As I mentioned in my first post -- we need to count on the luck that the geli partition starts further than ~140kB from the start of the slice. Maybe that testdisk is able to locate the metadata and recreate the bsdlabel that way. If it doesn't I'd say you can't recover it as this is a fully crypto partition. I call myself crypto-stupid, I don't know much about crypto stuff. But I'm assuming that even if you have a key you can't start decoding anywhere as the n+1 block depends on the result of the n-block (you lost the beginning you lost it all).
 
2Gb bootpool, 2Gb swap space end the remaining space is zroot pool
If you are sure that this was your layout you can try to recreate it. If it's not exact you will destroy your data so it's up to you.

The following command may destroy your data:

gpart bootcode -b "/boot/mbr" ada0
gpart set -a active -i 1 "ada0"
gpart create -s BSD ada0s1
gpart add -i 1 -t freebsd-zfs -s 2147483648b "ada0s1"
gpart add -a 4k -i 2 -t freebsd-swap -s 2147483648b "ada0s1"
gpart add -a 4k -i 4 -t freebsd-zfs "ada0s1"

dd if="/boot/zfsboot" of="/dev/ada0s1" count=1
dd if="/boot/zfsboot" of="/dev/ada0s1a" skip=1 seek=1024
 
Before you start modifying the disk I suggest you do a copy of the disk if you value the data.

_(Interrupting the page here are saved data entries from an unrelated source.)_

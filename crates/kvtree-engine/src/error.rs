//! Error types for tree operations.

use std::fmt;

use kvtree_store::KvError;

use crate::node::display_path;

/// Which half of a move failed.
#[derive(Clone, Copy, Debug, PartialEq, Eq)]
pub enum MovePhase {
    /// Copying the source subtree to the destination.
    Copy,
    /// Deleting the source subtree after a complete copy.
    RemoveSource,
}

impl fmt::Display for MovePhase {
    fn fmt(&self, f: &mut fmt::Formatter<'_>) -> fmt::Result {
        f.write_str(match self {
            Self::Copy => "copy",
            Self::RemoveSource => "source removal",
        })
    }
}

/// Errors that can occur during tree operations.
#[derive(Debug, thiserror::Error)]
pub enum TreeError {
    /// A node's value or children record is absent.
    #[error("node not found: {path}")]
    NotFound { path: String },

    /// The root already exists, or a move destination is occupied.
    #[error("node already exists: {path}")]
    AlreadyExists { path: String },

    /// The operation is never allowed, e.g. deleting or moving the root.
    #[error("invalid operation: {0}")]
    InvalidOperation(String),

    /// A node was created under a parent that does not exist.
    #[error("parent of {path} does not exist")]
    ParentMissing { path: String },

    /// A transient store failure outlasted every retry.
    #[error("{context} failed after {attempts} attempts: {source}")]
    RetryExhausted {
        context: String,
        attempts: u32,
        #[source]
        source: Box<KvError>,
    },

    /// A store failure that is not retried.
    #[error("store error: {0}")]
    Store(#[source] KvError),

    /// A record exists but does not decode.
    #[error("corrupt record {key}: {reason}")]
    CorruptRecord { key: String, reason: String },

    /// A move failed. `source` is the primary failure; `cleanup` is set when
    /// removing the partial copy failed as well.
    #[error("move {from} -> {to} failed during {phase}: {source}")]
    MoveFailed {
        from: String,
        to: String,
        phase: MovePhase,
        #[source]
        source: Box<TreeError>,
        cleanup: Option<Box<TreeError>>,
    },

    /// Configuration could not be loaded.
    #[error("configuration error: {0}")]
    Config(String),
}

impl TreeError {
    pub fn not_found(path: &[String]) -> Self {
        Self::NotFound {
            path: display_path(path),
        }
    }

    pub fn already_exists(path: &[String]) -> Self {
        Self::AlreadyExists {
            path: display_path(path),
        }
    }

    pub fn parent_missing(path: &[String]) -> Self {
        Self::ParentMissing {
            path: display_path(path),
        }
    }

    /// Returns `true` for [`TreeError::NotFound`].
    pub fn is_not_found(&self) -> bool {
        matches!(self, Self::NotFound { .. })
    }

    /// The secondary cleanup failure attached to a failed move, if any.
    pub fn cleanup_error(&self) -> Option<&TreeError> {
        match self {
            Self::MoveFailed { cleanup, .. } => cleanup.as_deref(),
            _ => None,
        }
    }
}

impl From<KvError> for TreeError {
    fn from(err: KvError) -> Self {
        match err {
            KvError::RetryExhausted {
                context,
                attempts,
                source,
            } => Self::RetryExhausted {
                context,
                attempts,
                source,
            },
            other => Self::Store(other),
        }
    }
}

/// Convenience type alias for tree operations.
pub type TreeResult<T> = Result<T, TreeError>;

#[cfg(test)]
mod tests {
    use super::*;

    #[test]
    fn retry_exhaustion_is_lifted() {
        let err = TreeError::from(KvError::RetryExhausted {
            context: "get k".into(),
            attempts: 5,
            source: Box::new(KvError::Timeout("slow".into())),
        });
        assert!(matches!(err, TreeError::RetryExhausted { attempts: 5, .. }));
    }

    #[test]
    fn other_store_errors_pass_through() {
        let err = TreeError::from(KvError::Backend("denied".into()));
        assert!(matches!(err, TreeError::Store(KvError::Backend(_))));
        assert!(err.to_string().contains("denied"));
    }

    #[test]
    fn path_constructors_render_paths() {
        let path = vec!["a".to_string(), "b".to_string()];
        assert_eq!(TreeError::not_found(&path).to_string(), "node not found: /a/b");
        assert_eq!(TreeError::already_exists(&[]).to_string(), "node already exists: /");
        assert!(TreeError::not_found(&path).is_not_found());
        assert!(!TreeError::parent_missing(&path).is_not_found());
    }

    #[test]
    fn move_failure_keeps_primary_and_cleanup() {
        let err = TreeError::MoveFailed {
            from: "/a".into(),
            to: "/z".into(),
            phase: MovePhase::Copy,
            source: Box::new(TreeError::Store(KvError::Backend("put failed".into()))),
            cleanup: Some(Box::new(TreeError::Store(KvError::Backend("delete failed".into())))),
        };
        let msg = err.to_string();
        assert!(msg.contains("put failed"));
        assert!(!msg.contains("delete failed"));
        assert!(err.cleanup_error().is_some());
    }
}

Can you share the dump of the current status of the partition ? Please run this command under live cd: hd -n 159232 /dev/ada0s1 | gzip |base64 and share the output. This will dump the data of the slice. I'm assuming 13.0 /boot/gptzfsboot which is 158858B on my system, rounded up.
 
VladiBG thanks for the suggestion. I'll keep these commands in mind as a "last resort" solution. I think the suggestion of _martin to make a copy of the disk before recreating the structure is the first step to take in such a scenario.
 
_martin to answer the questions:
  • Did you install it yourself or was the OS installed by installer ? What version was the installer (assuming 12.2) ? Did you interact with the installer or did you leave all on default? This way we can attempt to guess what were the partitions inside that slice (one big slice for ZFS or some others).
    The version of the installer was way before 12.2. I think I installed this machine first with FreeBSD 9. After that upgrades were done. As far as I can remember I used the defaults provided (except encrypting swap partition - turned that on).
  • Was this a root on ZFS ? Or was the zfs pool only for data. It was root on ZFS.
  • Were you using the key and passphrase to decode the partition? If you used the key where was it stored ? I think it was only a passphrase as I don't remember using any arguments besides passphrase.
 
the GELI metadata is on the last sector of it's provider
in your case that might have been ada0s1d
if you dd the last sectors of the disk you will find the metadata and can find out the provider size
then you can create a label that will have a partition starting at the desired point and can geli attach it
 

Attachments

  • Screenshot 2021-12-25 at 15.45.32.png
    Screenshot 2021-12-25 at 15.45.32.png
    11.9 KB · Views: 89
Before you start modifying the disk I suggest you do a copy of the disk if you value the data.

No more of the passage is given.